As to its sculpture, the costume was made by Ex Production instead of Ryosaku Takayama following Goldon that appeared in the previous episode.
Keizo Murase who was with Ex Production back then says they used plant fabric of Manila hemp usually called “sutaffu (stuff?) among them. Even though the stuff is usually rather short in length, he says they obtained the long one from a bike store which used to be located right across Toho because the store owner had a lot of knowledge of the fabric material as they also dealt with ropes (I don’t exactly understand why ropes can be associated with a bike store).
Tetsuo Yamamura says the Woo costume was very light in weight with the long hair just covering the lower part of the body like a straw skirt with nothing to cover the actor’s body while the actor looked out through the bunch of hair so that his face could have been exposed if the covering hair should have been pushed aside.
Tohl Narita: “This is the underground kaiju based on the caterpillar I got the idea from.”

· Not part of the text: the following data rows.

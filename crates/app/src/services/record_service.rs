//! Record service: the CRUD use-cases shared by every resource kind.
//!
//! Validation happens before any write and short-circuits on the first
//! failure: the body must be a JSON object, required fields are checked in
//! their declared order, then the parent and every referenced record must
//! exist.

use hbnb_domain::error::{HbnbError, NotFoundError, ValidationError};
use hbnb_domain::id::RecordId;
use hbnb_domain::kind::Kind;
use hbnb_domain::record::Record;
use serde_json::{Map, Value};

use crate::ports::Storage;
use crate::ports::storage::Changes;

/// Application service for record CRUD and statistics.
pub struct RecordService<S> {
    storage: S,
}

impl<S: Storage + Sync> RecordService<S> {
    /// Create a new service backed by the given storage.
    pub fn new(storage: S) -> Self {
        Self { storage }
    }

    /// List every record of `kind`.
    ///
    /// # Errors
    ///
    /// Returns a storage error propagated from the port.
    pub async fn list(&self, kind: Kind) -> Result<Vec<Record>, HbnbError> {
        self.storage.all(kind).await
    }

    /// List the records of `kind` nested under the parent `parent_id`
    /// (e.g. the places of a city).
    ///
    /// Kinds without a parent are listed unscoped.
    ///
    /// # Errors
    ///
    /// Returns [`HbnbError::NotFound`] naming the parent kind when the
    /// parent does not exist, or a storage error.
    #[tracing::instrument(skip(self))]
    pub async fn list_children(
        &self,
        kind: Kind,
        parent_id: &str,
    ) -> Result<Vec<Record>, HbnbError> {
        let Some(parent) = kind.schema().parent else {
            return self.list(kind).await;
        };
        let owner = self.resolve(parent.kind, parent_id).await?;
        self.storage.find_by(kind, parent.field, owner.id).await
    }

    /// Look up a record by id.
    ///
    /// # Errors
    ///
    /// Returns [`HbnbError::NotFound`] when `id` is malformed or unknown,
    /// or a storage error.
    pub async fn get(&self, kind: Kind, id: &str) -> Result<Record, HbnbError> {
        self.resolve(kind, id).await
    }

    /// Create a record of `kind` from a request body.
    ///
    /// `parent_id` is the id taken from the request path for nested kinds
    /// and is ignored for the others.
    ///
    /// # Errors
    ///
    /// Returns [`HbnbError::Validation`] when the body is not an object or a
    /// required field is missing, [`HbnbError::NotFound`] when the parent or
    /// a referenced record is missing, or a storage error.
    #[tracing::instrument(skip(self, body))]
    pub async fn create(
        &self,
        kind: Kind,
        parent_id: Option<&str>,
        body: Value,
    ) -> Result<Record, HbnbError> {
        let schema = kind.schema();
        let body = into_object(body)?;

        if let Some(missing) = schema
            .required
            .iter()
            .copied()
            .find(|field| !body.contains_key(*field))
        {
            return Err(ValidationError::Missing(missing).into());
        }

        let mut record = Record::new(kind);
        for field in schema.required {
            record.attributes.insert((*field).to_string(), body[*field].clone());
        }
        record.assign(&body, &schema);

        if let Some(parent) = schema.parent {
            let raw = parent_id.unwrap_or_default();
            let owner = self.resolve(parent.kind, raw).await?;
            record
                .attributes
                .insert(parent.field.to_string(), Value::String(owner.id.to_string()));
        }

        for reference in schema.references {
            let value = body.get(reference.field).unwrap_or(&Value::Null);
            let raw = value.as_str().map_or_else(|| value.to_string(), str::to_string);
            self.resolve(reference.kind, &raw).await?;
        }

        let mut changes = Changes::default();
        changes.insert(record.clone());
        self.storage.save(changes).await?;
        tracing::debug!(id = %record.id, "record created");
        Ok(record)
    }

    /// Apply a partial update to an existing record.
    ///
    /// Every body key except the kind's protected fields overwrites the
    /// stored attribute; protected keys are ignored without error.
    ///
    /// # Errors
    ///
    /// Returns [`HbnbError::Validation`] when the body is not an object,
    /// [`HbnbError::NotFound`] when the record is missing or is deleted
    /// before the update lands, or a storage error.
    #[tracing::instrument(skip(self, body))]
    pub async fn update(&self, kind: Kind, id: &str, body: Value) -> Result<Record, HbnbError> {
        let body = into_object(body)?;
        let mut record = self.resolve(kind, id).await?;

        record.merge(&body, &kind.schema());

        let mut changes = Changes::default();
        changes.update(record.clone());
        self.storage.save(changes).await?;
        Ok(record)
    }

    /// Delete a record. Records nested under it are left untouched.
    ///
    /// # Errors
    ///
    /// Returns [`HbnbError::NotFound`] when the record is missing, or a
    /// storage error.
    #[tracing::instrument(skip(self))]
    pub async fn delete(&self, kind: Kind, id: &str) -> Result<(), HbnbError> {
        let record = self.resolve(kind, id).await?;
        let mut changes = Changes::default();
        changes.delete(kind, record.id);
        self.storage.save(changes).await
    }

    /// Count the stored records of every kind, in [`Kind::ALL`] order.
    ///
    /// # Errors
    ///
    /// Returns a storage error propagated from the port.
    pub async fn stats(&self) -> Result<Vec<(Kind, u64)>, HbnbError> {
        let mut counts = Vec::with_capacity(Kind::ALL.len());
        for kind in Kind::ALL {
            counts.push((kind, self.storage.count(kind).await?));
        }
        Ok(counts)
    }

    async fn resolve(&self, kind: Kind, raw: &str) -> Result<Record, HbnbError> {
        let not_found = || NotFoundError::new(kind, raw);
        let id = raw.parse::<RecordId>().map_err(|_| not_found())?;
        self.storage.get(kind, id).await?.ok_or_else(|| not_found().into())
    }
}

fn into_object(body: Value) -> Result<Map<String, Value>, ValidationError> {
    match body {
        Value::Object(map) => Ok(map),
        _ => Err(ValidationError::NotAJson),
    }
}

Featuring Goldon, this was another impressive episode with two of the same kaiju appeared even using one single costume with the other one set to appear after the previous one died.
And I feel like the appearance of Senkichi Omura who eccentrically played the miner Yamamoto obsessed with gold made this episode even more unforgettable along with the Ultraman’s Type B costume badly showing the deterioration including Dada’s episode.
The Goldon costume was sculpted by Ex Production instead of Ryosaku Takayama while the production company had made the costumes of Peter for “Ultra Q,” Hydra and Guigass (remodeled from Hydra) for “Ultraman” and Woo was added to these three with the episode to come right after Goldon.
Tetsuo Yamamura says the Goldon costume had no opening with the zipper on its back through which the actor could get inside but that it was the costume that could be separated into the upper and lower parts while they met where one of the dents lied between the segments of the body with the ingenuity uniquely featured for this particular kaiju costume.
Keizo Murase who worked on the Goldon costume at Ex Production back then before he founded his own company “Twenty” later states that Goldon was painted with gold powder (I think he means gold-colored powder) mixed with lacquer paint.
According to him, they made its back rough by spreading latex mixed with sawdust over it while he adds, because it will become sticky unless the part coated with latex containing sawdust get immediately dried, they had a housewife, who worked part time for them, make it dry with the heat of reflector lamps.
Murase says they regularly had a housewife named Kato-san (Ms. Kato) come to help them as a skilled, seasoned part-time assistant for their job while she had also been involved in the sculpting work at Toho as a part-timer.